WALDUS: a curated, decentralized, tamper-evident, hybrid-chain LLM

I’m ending the year with a project that had to be shelved for now: WALDUS.ai, a curated, decentralized, tamper-evident, hybrid-chain LLM. Not because the idea is necessarily bad, but because the investment & economics are brutal. The GPU VRAM, RAM, storage, infrastructure, and time required to train a useful model from scratch (without starting from an existing model) quickly becomes very time consuming & expensive.

On top of that, just before writing this article, I searched around and realized my idea wasn’t as original as I thought, its design overlaps with existing projects. But was a full usable original LLM ever the goal for me?

WALDUS started a couple of months ago as a simple question I couldn’t shake:

What if LLM training data worked more like human learning?

That question formed while I was learning how this new LLM hype actually works behind the scene, like most enthusiasts. And, like every of my other projects, I had to give it a shot.

Idea & Design

First i had to know how most LLMs learn today (and what that means in practice), so after a quick deep dive, to my understanding most modern LLMs are trained in two big phases:

1) Pretraining (the “learn language from lots of text” phase)
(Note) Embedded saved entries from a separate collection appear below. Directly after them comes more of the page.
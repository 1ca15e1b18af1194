//! Server-Sent Events for run progress

use crate::AppState;
use axum::{
    extract::{Query, State},
    response::sse::{Event, Sse},
};
use futures::stream::Stream;
use serde::Deserialize;
use std::convert::Infallible;

#[derive(Debug, Deserialize)]
pub struct EventsQuery {
    /// Progress token sent with the run request
    pub run: String,
}

/// GET /events?run=<token> - SSE stream of one run's events
///
/// Streams ConnectionStatus on connect, then the RunEvents (RunStarted,
/// LoadingReport, ReportLoaded, RunningRecipe, ...) of the run submitted
/// with the same token. A missing `run` parameter is rejected with 400.
pub async fn event_stream(
    State(state): State<AppState>,
    Query(query): Query<EventsQuery>,
) -> Sse<impl Stream<Item = Result<Event, Infallible>>> {
    polis_common::sse::create_run_event_sse_stream("polis-dash", &state.services.events, query.run)
}
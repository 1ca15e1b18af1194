//! Presentation layer
//!
//! Turns an [`AnalysedDataset`] into HTML fragments for the dashboard page:
//! the statement map (interactive, static, or placeholder image, depending
//! on the configured [`PlotBackend`]) and the inspection panel.

use base64::Engine;
use polis_common::config::PlotBackend;

use crate::dataset::AnalysedDataset;

pub mod inspect;
pub mod interactive;
pub mod labels;
pub mod static_plot;

pub use inspect::render_inspection;
pub use interactive::{render_interactive, InteractiveOptions};
pub use labels::humanize_layers;
pub use static_plot::render_static;

/// Outer iframe height for the interactive map
pub const EMBED_HEIGHT: u32 = 620;

/// HTML fragments produced for one run
#[derive(Debug, Clone, PartialEq)]
pub struct RenderedOutput {
    pub backend: PlotBackend,
    pub plot_html: String,
    pub inspection_html: String,
}

/// Renders analysed datasets with the configured backend
#[derive(Debug, Clone)]
pub struct Presenter {
    backend: PlotBackend,
    placeholder_image_url: String,
}

impl Presenter {
    pub fn new(backend: PlotBackend, placeholder_image_url: impl Into<String>) -> Self {
        Self {
            backend,
            placeholder_image_url: placeholder_image_url.into(),
        }
    }

    pub fn backend(&self) -> PlotBackend {
        self.backend
    }

    pub fn render(&self, analysed: &AnalysedDataset) -> RenderedOutput {
        let plot_html = match self.backend {
            PlotBackend::Interactive => {
                let options = InteractiveOptions::for_report(analysed.statement_count());
                let document = render_interactive(analysed, &options);
                format!(
                    r#"<iframe class="statement-map" srcdoc="{}" height="{}" style="width:100%;border:0" scrolling="yes"></iframe>"#,
                    escape_html(&document),
                    EMBED_HEIGHT
                )
            }
            PlotBackend::Static => {
                let svg = render_static(analysed);
                let encoded = base64::engine::general_purpose::STANDARD.encode(svg.as_bytes());
                format!(
                    r#"<img class="statement-map" src="data:image/svg+xml;base64,{}" style="width:100%" alt="Statement map">"#,
                    encoded
                )
            }
            PlotBackend::Placeholder => format!(
                r#"<img class="statement-map" src="{}" style="width:100%" alt="Example statement map">"#,
                escape_html(&self.placeholder_image_url)
            ),
        };

        RenderedOutput {
            backend: self.backend,
            plot_html,
            inspection_html: render_inspection(analysed),
        }
    }
}

/// Escape text for HTML element content and quoted attributes
pub fn escape_html(text: &str) -> String {
    let mut out = String::with_capacity(text.len());
    for c in text.chars() {
        match c {
            '&' => out.push_str("&amp;"),
            '<' => out.push_str("&lt;"),
            '>' => out.push_str("&gt;"),
            '"' => out.push_str("&quot;"),
            '\'' => out.push_str("&#39;"),
            _ => out.push(c),
        }
    }
    out
}
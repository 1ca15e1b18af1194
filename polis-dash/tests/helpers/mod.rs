//! Shared helpers for polis-dash integration tests

#![allow(dead_code)]

use async_trait::async_trait;
use axum::body::Body;
use axum::http::Request;
use polis_common::ReportIdentity;
use polis_dash::dataset::{Statement, StructuredDataset, VoteMatrix};
use polis_dash::source::{ReportSource, SourceError};
use serde_json::Value;
use std::sync::atomic::{AtomicUsize, Ordering};

/// Report with `n` statements split into two opposed voting camps
pub fn camp_dataset(n: usize) -> StructuredDataset {
    let participants: Vec<i64> = (100..110).collect();
    let mut votes = VoteMatrix::new(participants.len(), n);
    for s in 0..n {
        for p in 0..participants.len() {
            let agree = (p < 5) == (s % 2 == 0);
            votes.set(p, s, if agree { 1 } else { -1 });
        }
    }
    let statements = (0..n)
        .map(|i| Statement {
            id: i as i64,
            content: format!("Opinion {}", i),
            original_content: None,
            author_id: 1,
            agrees: 5,
            disagrees: 5,
            moderated: 1,
        })
        .collect();
    StructuredDataset::new(statements, participants, votes)
}

/// Source returning a fixed dataset, or failing for `.invalid` hosts
pub struct FakeSource {
    dataset: StructuredDataset,
    calls: AtomicUsize,
}

impl FakeSource {
    pub fn new(dataset: StructuredDataset) -> Self {
        Self {
            dataset,
            calls: AtomicUsize::new(0),
        }
    }

    pub fn calls(&self) -> usize {
        self.calls.load(Ordering::SeqCst)
    }
}

#[async_trait]
impl ReportSource for FakeSource {
    fn source_id(&self) -> &'static str {
        "Fake"
    }

    async fn load(&self, identity: &ReportIdentity) -> Result<StructuredDataset, SourceError> {
        self.calls.fetch_add(1, Ordering::SeqCst);
        if identity.url().contains(".invalid") {
            return Err(SourceError::Network(format!("{} unreachable", identity.url())));
        }
        Ok(self.dataset.clone())
    }
}

pub fn get(uri: &str) -> Request<Body> {
    Request::builder()
        .method("GET")
        .uri(uri)
        .body(Body::empty())
        .unwrap()
}

pub fn post_form(uri: &str, body: &str) -> Request<Body> {
    Request::builder()
        .method("POST")
        .uri(uri)
        .header("content-type", "application/x-www-form-urlencoded")
        .body(Body::from(body.to_string()))
        .unwrap()
}

pub fn post_json(uri: &str, body: Value) -> Request<Body> {
    Request::builder()
        .method("POST")
        .uri(uri)
        .header("content-type", "application/json")
        .body(Body::from(body.to_string()))
        .unwrap()
}

pub async fn body_text(body: Body) -> String {
    let bytes = axum::body::to_bytes(body, usize::MAX)
        .await
        .expect("Should read body");
    String::from_utf8(bytes.to_vec()).expect("Body should be UTF-8")
}

pub async fn body_json(body: Body) -> Value {
    serde_json::from_str(&body_text(body).await).expect("Should parse JSON")
}
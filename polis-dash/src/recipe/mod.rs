//! Statement analysis recipe
//!
//! A [`Recipe`] takes ownership of a loaded [`StructuredDataset`] and returns
//! an [`AnalysedDataset`] with embedding coordinates, a multi-level label
//! hierarchy, a top-level label summary and per-statement moderation state.

use polis_common::config::RecipeConfig;
use thiserror::Error;

use crate::dataset::{AnalysedDataset, LabelLayers, ModerationState, StructuredDataset, TopLabel};

mod clustering;
mod projection;

pub use clustering::divisive_hierarchy;
pub use projection::project_statements;

/// Recipe errors
#[derive(Debug, Error)]
pub enum RecipeError {
    #[error("Dataset has no statements")]
    EmptyDataset,

    #[error("Vote matrix is {votes_rows}x{votes_cols} but dataset has {participants} participants and {statements} statements")]
    ShapeMismatch {
        votes_rows: usize,
        votes_cols: usize,
        participants: usize,
        statements: usize,
    },

    #[error("Invalid recipe configuration: {0}")]
    InvalidConfig(String),
}

/// Derives analysis fields for a dataset
pub trait Recipe: Send + Sync {
    /// Recipe identifier for logging
    fn name(&self) -> &'static str;

    fn apply(&self, dataset: StructuredDataset) -> Result<AnalysedDataset, RecipeError>;
}

/// Built-in statements recipe: vote projection plus divisive grouping
#[derive(Debug, Clone)]
pub struct StatementsRecipe {
    config: RecipeConfig,
}

impl StatementsRecipe {
    pub fn new(config: RecipeConfig) -> Self {
        Self { config }
    }
}

impl Default for StatementsRecipe {
    fn default() -> Self {
        Self::new(RecipeConfig::default())
    }
}

impl Recipe for StatementsRecipe {
    fn name(&self) -> &'static str {
        "polis2-statements"
    }

    fn apply(&self, dataset: StructuredDataset) -> Result<AnalysedDataset, RecipeError> {
        if self.config.layers == 0 {
            return Err(RecipeError::InvalidConfig("layers must be at least 1".to_string()));
        }
        if dataset.statement_count() == 0 {
            return Err(RecipeError::EmptyDataset);
        }
        let (participants, statements) = dataset.shape();
        if dataset.votes.rows() != participants || dataset.votes.cols() != statements {
            return Err(RecipeError::ShapeMismatch {
                votes_rows: dataset.votes.rows(),
                votes_cols: dataset.votes.cols(),
                participants,
                statements,
            });
        }

        let moderation: Vec<ModerationState> = dataset
            .statements
            .iter()
            .map(|s| ModerationState::from_raw(s.moderated))
            .collect();

        let embedding = project_statements(&dataset.votes, self.config.max_iterations);

        let mut layers = divisive_hierarchy(
            &embedding,
            self.config.layers,
            self.config.min_cluster_size,
            self.config.max_iterations,
        );
        // Stored finest first
        layers.reverse();
        let label_layers = LabelLayers(layers);

        let top_labels = summarize_top_level(&dataset, &embedding, &label_layers);

        tracing::info!(
            recipe = self.name(),
            statements,
            layers = label_layers.len(),
            top_groups = top_labels.len(),
            "Recipe applied"
        );

        Ok(AnalysedDataset {
            dataset,
            embedding,
            label_layers,
            top_labels,
            moderation,
        })
    }
}

/// One entry per coarsest group, exemplar = statement nearest the centroid
fn summarize_top_level(
    dataset: &StructuredDataset,
    embedding: &[[f64; 2]],
    layers: &LabelLayers,
) -> Vec<TopLabel> {
    let Some(top) = layers.layers().last() else {
        return Vec::new();
    };
    let group_count = top.iter().max().map_or(0, |m| m + 1);

    (0..group_count)
        .filter_map(|group_id| {
            let members: Vec<usize> = (0..top.len()).filter(|&i| top[i] == group_id).collect();
            if members.is_empty() {
                return None;
            }
            let center = clustering::centroid(embedding, &members);
            let exemplar = members
                .iter()
                .copied()
                .min_by(|&a, &b| {
                    let da = (embedding[a][0] - center[0]).powi(2) + (embedding[a][1] - center[1]).powi(2);
                    let db = (embedding[b][0] - center[0]).powi(2) + (embedding[b][1] - center[1]).powi(2);
                    da.total_cmp(&db)
                })
                .map(|i| dataset.statements[i].content.clone())
                .unwrap_or_default();

            Some(TopLabel {
                group_id,
                size: members.len(),
                exemplar,
            })
        })
        .collect()
}

#[cfg(test)]
mod tests {
    use super::*;
    use crate::dataset::VoteMatrix;
    use crate::testing::sample_dataset;

    #[test]
    fn test_recipe_populates_all_fields() {
        let analysed = StatementsRecipe::default().apply(sample_dataset(12)).unwrap();

        assert_eq!(analysed.statement_count(), 12);
        assert_eq!(analysed.embedding.len(), 12);
        assert_eq!(analysed.moderation.len(), 12);
        assert_eq!(analysed.label_layers.len(), 3);
        for layer in analysed.label_layers.layers() {
            assert_eq!(layer.len(), 12);
        }
        assert_eq!(analysed.moderation[2], ModerationState::Rejected);
        assert_eq!(analysed.moderation[0], ModerationState::Accepted);
    }

    #[test]
    fn test_opinion_camps_become_top_groups() {
        let analysed = StatementsRecipe::default().apply(sample_dataset(12)).unwrap();
        let top = analysed.label_layers.layers().last().unwrap();

        // Even and odd statements are voted in opposite ways
        for i in 0..12 {
            assert_eq!(top[i], i % 2, "statement {}", i);
        }
        assert_eq!(analysed.top_labels.len(), 2);
        assert_eq!(analysed.top_labels[0].size, 6);
        assert_eq!(analysed.top_labels[1].size, 6);
        assert!(analysed.top_labels[0].exemplar.starts_with("Statement number"));
    }

    #[test]
    fn test_empty_dataset_rejected() {
        let err = StatementsRecipe::default()
            .apply(StructuredDataset::default())
            .unwrap_err();
        assert!(matches!(err, RecipeError::EmptyDataset));
    }

    #[test]
    fn test_shape_mismatch_rejected() {
        let mut dataset = sample_dataset(4);
        dataset.votes = VoteMatrix::new(2, 2);
        assert!(matches!(
            StatementsRecipe::default().apply(dataset),
            Err(RecipeError::ShapeMismatch { .. })
        ));
    }

    #[test]
    fn test_zero_layers_rejected() {
        let recipe = StatementsRecipe::new(RecipeConfig {
            layers: 0,
            ..RecipeConfig::default()
        });
        assert!(matches!(
            recipe.apply(sample_dataset(3)),
            Err(RecipeError::InvalidConfig(_))
        ));
    }
}
//! polis-dash library - Pol.is report dashboard
//!
//! Loads a Pol.is report by URL, runs the statements recipe over it and
//! renders the resulting statement map in the browser.

use axum::Router;
use polis_common::config::DashboardConfig;
use polis_common::events::EventBus;
use std::sync::Arc;
use std::time::Duration;
use tower_http::trace::TraceLayer;

pub mod api;
pub mod cache;
pub mod dataset;
pub mod error;
pub mod present;
pub mod recipe;
pub mod session;
pub mod source;

#[cfg(test)]
mod testing;

pub use crate::error::{ApiError, ApiResult};

use crate::cache::ResultCache;
use crate::present::Presenter;
use crate::recipe::StatementsRecipe;
use crate::session::SessionServices;
use crate::source::{PolisClient, ReportSource, SourceError};

/// Run events buffered per SSE subscriber
const EVENT_CAPACITY: usize = 100;

/// Application state shared across HTTP handlers
#[derive(Clone)]
pub struct AppState {
    /// Cache, recipe, presenter and event bus shared by all sessions
    pub services: SessionServices,
    pub config: Arc<DashboardConfig>,
}

impl AppState {
    /// Create application state over an arbitrary report source
    pub fn new(config: DashboardConfig, source: Arc<dyn ReportSource>) -> Self {
        let services = SessionServices::new(
            ResultCache::new(source),
            Arc::new(StatementsRecipe::new(config.recipe.clone())),
            Presenter::new(config.plot_backend, config.placeholder_image_url.clone()),
            EventBus::new(EVENT_CAPACITY),
            config.translation_enabled,
        );

        Self {
            services,
            config: Arc::new(config),
        }
    }

    /// Create application state backed by the Pol.is HTTP client
    pub fn with_polis_client(config: DashboardConfig) -> Result<Self, SourceError> {
        let client = PolisClient::new(Duration::from_secs(config.http_timeout_secs))?;
        Ok(Self::new(config, Arc::new(client)))
    }
}

/// Build application router
pub fn build_router(state: AppState) -> Router {
    use axum::routing::{get, post};

    Router::new()
        .route("/", get(api::serve_index))
        .route("/run", post(api::run_analysis))
        .route("/api/run", post(api::run_json))
        .route("/events", get(api::event_stream))
        .route("/static/app.js", get(api::serve_app_js))
        .merge(api::health_routes())
        .layer(TraceLayer::new_for_http())
        .with_state(state)
}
A common approach is: show the model a lot of text and train it to predict the next token (where the token = small piece of text). This is a very standard setup for GPT-style models.

Where does the text/data come from? Often it includes publicly available internet data, and many training runs also include licensed or otherwise specially sourced datasets. Even OpenAI’s GPT report describes using both public internet-sourced data and licensed data.

2) Post-training (the “make it follow instructions” phase)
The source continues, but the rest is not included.